Input section start

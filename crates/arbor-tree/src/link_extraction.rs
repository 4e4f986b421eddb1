//! Link extraction from note content.
//!
//! Text notes are scanned with four patterns in a fixed order; image and
//! internal link URLs are relativized as they are found so stored content
//! does not depend on the host it was edited from. Relation maps are JSON
//! documents whose `notes[].noteId` entries are the links.

use once_cell::sync::Lazy;
use regex::Regex;
use serde::Deserialize;

use arbor_core::{Error, FoundLink, LinkKind, NoteType, Result};

static IMAGE_LINK: Lazy<Regex> = Lazy::new(|| {
    Regex::new(r#"src="[^"]*api/images/([a-zA-Z0-9]+)/"#).expect("image link pattern")
});

static IMAGE_URL_PREFIX: Lazy<Regex> =
    Lazy::new(|| Regex::new(r#"src="[^"]*/api/images/"#).expect("image url pattern"));

static INTERNAL_LINK: Lazy<Regex> = Lazy::new(|| {
    Regex::new(r#"href="[^"]*#root[a-zA-Z0-9/]*/([a-zA-Z0-9]+)/?""#).expect("internal link pattern")
});

static INTERNAL_URL_PREFIX: Lazy<Regex> =
    Lazy::new(|| Regex::new(r#"href="[^"]*#root"#).expect("internal url pattern"));

static EXTERNAL_LINK: Lazy<Regex> =
    Lazy::new(|| Regex::new(r#"href="([a-zA-Z]+://[^"]*)""#).expect("external link pattern"));

static INCLUDE_NOTE_LINK: Lazy<Regex> = Lazy::new(|| {
    Regex::new(r#"<section class="include-note" data-note-id="([a-zA-Z0-9]+)">"#)
        .expect("include note pattern")
});

/// Links found in a piece of content, plus the content to persist.
#[derive(Debug, Clone, PartialEq, Eq)]
pub struct ExtractedLinks {
    pub links: Vec<FoundLink>,
    pub content: String,
}

/// Extract the links of a note of `note_type`.
///
/// Types that carry no links yield an empty set and unchanged content.
pub fn extract_links(note_type: NoteType, content: String) -> Result<ExtractedLinks> {
    match note_type {
        NoteType::Text => Ok(extract_text_links(content)),
        NoteType::RelationMap => {
            let links = extract_relation_map_links(&content)?;
            Ok(ExtractedLinks { links, content })
        }
        _ => Ok(ExtractedLinks {
            links: Vec::new(),
            content,
        }),
    }
}

/// Scan HTML content for image, internal, external and inclusion links.
pub fn extract_text_links(content: String) -> ExtractedLinks {
    let mut links = Vec::new();

    collect(&IMAGE_LINK, &content, LinkKind::Image, &mut links);
    let content = IMAGE_URL_PREFIX
        .replace_all(&content, r#"src="api/images/"#)
        .into_owned();

    collect(&INTERNAL_LINK, &content, LinkKind::Internal, &mut links);
    let content = INTERNAL_URL_PREFIX
        .replace_all(&content, r##"href="#root"##)
        .into_owned();

    collect(&EXTERNAL_LINK, &content, LinkKind::External, &mut links);
    collect(&INCLUDE_NOTE_LINK, &content, LinkKind::IncludeNote, &mut links);

    ExtractedLinks { links, content }
}

fn collect(pattern: &Regex, content: &str, kind: LinkKind, links: &mut Vec<FoundLink>) {
    links.extend(
        pattern
            .captures_iter(content)
            .filter_map(|caps| caps.get(1))
            .map(|m| FoundLink::new(kind, m.as_str())),
    );
}

#[derive(Debug, Deserialize)]
struct RelationMapDocument {
    #[serde(default)]
    notes: Vec<RelationMapNote>,
}

#[derive(Debug, Deserialize)]
struct RelationMapNote {
    #[serde(rename = "noteId")]
    note_id: String,
}

/// Read the note references of a relation map document.
///
/// Blank content is an empty map.
pub fn extract_relation_map_links(content: &str) -> Result<Vec<FoundLink>> {
    if content.trim().is_empty() {
        return Ok(Vec::new());
    }

    let document: RelationMapDocument = serde_json::from_str(content)
        .map_err(|e| Error::Validation(format!("Invalid relation map content: {}", e)))?;

    Ok(document
        .notes
        .into_iter()
        .map(|note| FoundLink::new(LinkKind::RelationMap, note.note_id))
        .collect())
}

#[cfg(test)]
mod tests {
    use super::*;

    fn values(links: &[FoundLink], kind: LinkKind) -> Vec<&str> {
        links
            .iter()
            .filter(|l| l.kind == kind)
            .map(|l| l.value.as_str())
            .collect()
    }

    #[test]
    fn test_image_link_is_found_and_relativized() {
        let extracted =
            extract_text_links(r#"<img src="http://host/api/images/abc123/x.png">"#.to_string());
        assert_eq!(
            extracted.links,
            vec![FoundLink::new(LinkKind::Image, "abc123")]
        );
        assert_eq!(extracted.content, r#"<img src="api/images/abc123/x.png">"#);
    }

    #[test]
    fn test_relative_image_link_left_alone() {
        let content = r#"<img src="api/images/abc123/x.png">"#.to_string();
        let extracted = extract_text_links(content.clone());
        assert_eq!(values(&extracted.links, LinkKind::Image), vec!["abc123"]);
        assert_eq!(extracted.content, content);
    }

    #[test]
    fn test_internal_link_uses_last_path_segment() {
        let extracted = extract_text_links(
            r#"<a href="http://localhost:8080/#root/aaa/bbb/ccc123">x</a>"#.to_string(),
        );
        assert_eq!(values(&extracted.links, LinkKind::Internal), vec!["ccc123"]);
        assert_eq!(extracted.content, r##"<a href="#root/aaa/bbb/ccc123">x</a>"##);
        assert!(values(&extracted.links, LinkKind::External).is_empty());
    }

    #[test]
    fn test_internal_link_with_trailing_slash() {
        let extracted = extract_text_links(r##"<a href="#root/abc/">x</a>"##.to_string());
        assert_eq!(values(&extracted.links, LinkKind::Internal), vec!["abc"]);
    }

    #[test]
    fn test_external_link() {
        let extracted =
            extract_text_links(r#"<a href="https://example.com/page?q=1">x</a>"#.to_string());
        assert_eq!(
            values(&extracted.links, LinkKind::External),
            vec!["https://example.com/page?q=1"]
        );
        assert!(values(&extracted.links, LinkKind::Internal).is_empty());
    }

    #[test]
    fn test_include_note_link() {
        let extracted = extract_text_links(
            r#"<section class="include-note" data-note-id="inc42">&nbsp;</section>"#.to_string(),
        );
        assert_eq!(
            values(&extracted.links, LinkKind::IncludeNote),
            vec!["inc42"]
        );
    }

    #[test]
    fn test_scan_order_is_fixed() {
        let extracted = extract_text_links(
            concat!(
                r#"<section class="include-note" data-note-id="inc">"#,
                r#"<a href="https://x.org">e</a>"#,
                r##"<a href="#root/int">i</a>"##,
                r#"<img src="api/images/img/a.png">"#,
            )
            .to_string(),
        );
        let kinds: Vec<LinkKind> = extracted.links.iter().map(|l| l.kind).collect();
        assert_eq!(
            kinds,
            vec![
                LinkKind::Image,
                LinkKind::Internal,
                LinkKind::External,
                LinkKind::IncludeNote
            ]
        );
    }

    #[test]
    fn test_plain_text_has_no_links() {
        let extracted = extract_text_links("<p>just words</p>".to_string());
        assert!(extracted.links.is_empty());
        assert_eq!(extracted.content, "<p>just words</p>");
    }

    #[test]
    fn test_relation_map_links() {
        let links = extract_relation_map_links(
            r#"{"notes":[{"noteId":"a1","x":10},{"noteId":"b2","x":20}],"relations":[]}"#,
        )
        .unwrap();
        assert_eq!(
            links,
            vec![
                FoundLink::new(LinkKind::RelationMap, "a1"),
                FoundLink::new(LinkKind::RelationMap, "b2"),
            ]
        );
    }

    #[test]
    fn test_relation_map_invalid_json() {
        let err = extract_relation_map_links("{not json").unwrap_err();
        assert!(matches!(err, Error::Validation(_)));
    }

    #[test]
    fn test_relation_map_blank_is_empty() {
        assert!(extract_relation_map_links("  ").unwrap().is_empty());
    }

    #[test]
    fn test_other_types_pass_through() {
        let extracted =
            extract_links(NoteType::Code, r#"href="https://x.org""#.to_string()).unwrap();
        assert!(extracted.links.is_empty());
    }
}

Input section end

What to produce >> Pull out all lines from the entries above that include the word "ExtractedLinks".

Solution to the problem >>
pub struct ExtractedLinks {
pub fn extract_links(note_type: NoteType, content: String) -> Result<ExtractedLinks> {
            Ok(ExtractedLinks { links, content })
        _ => Ok(ExtractedLinks {
pub fn extract_text_links(content: String) -> ExtractedLinks {
    ExtractedLinks { links, content }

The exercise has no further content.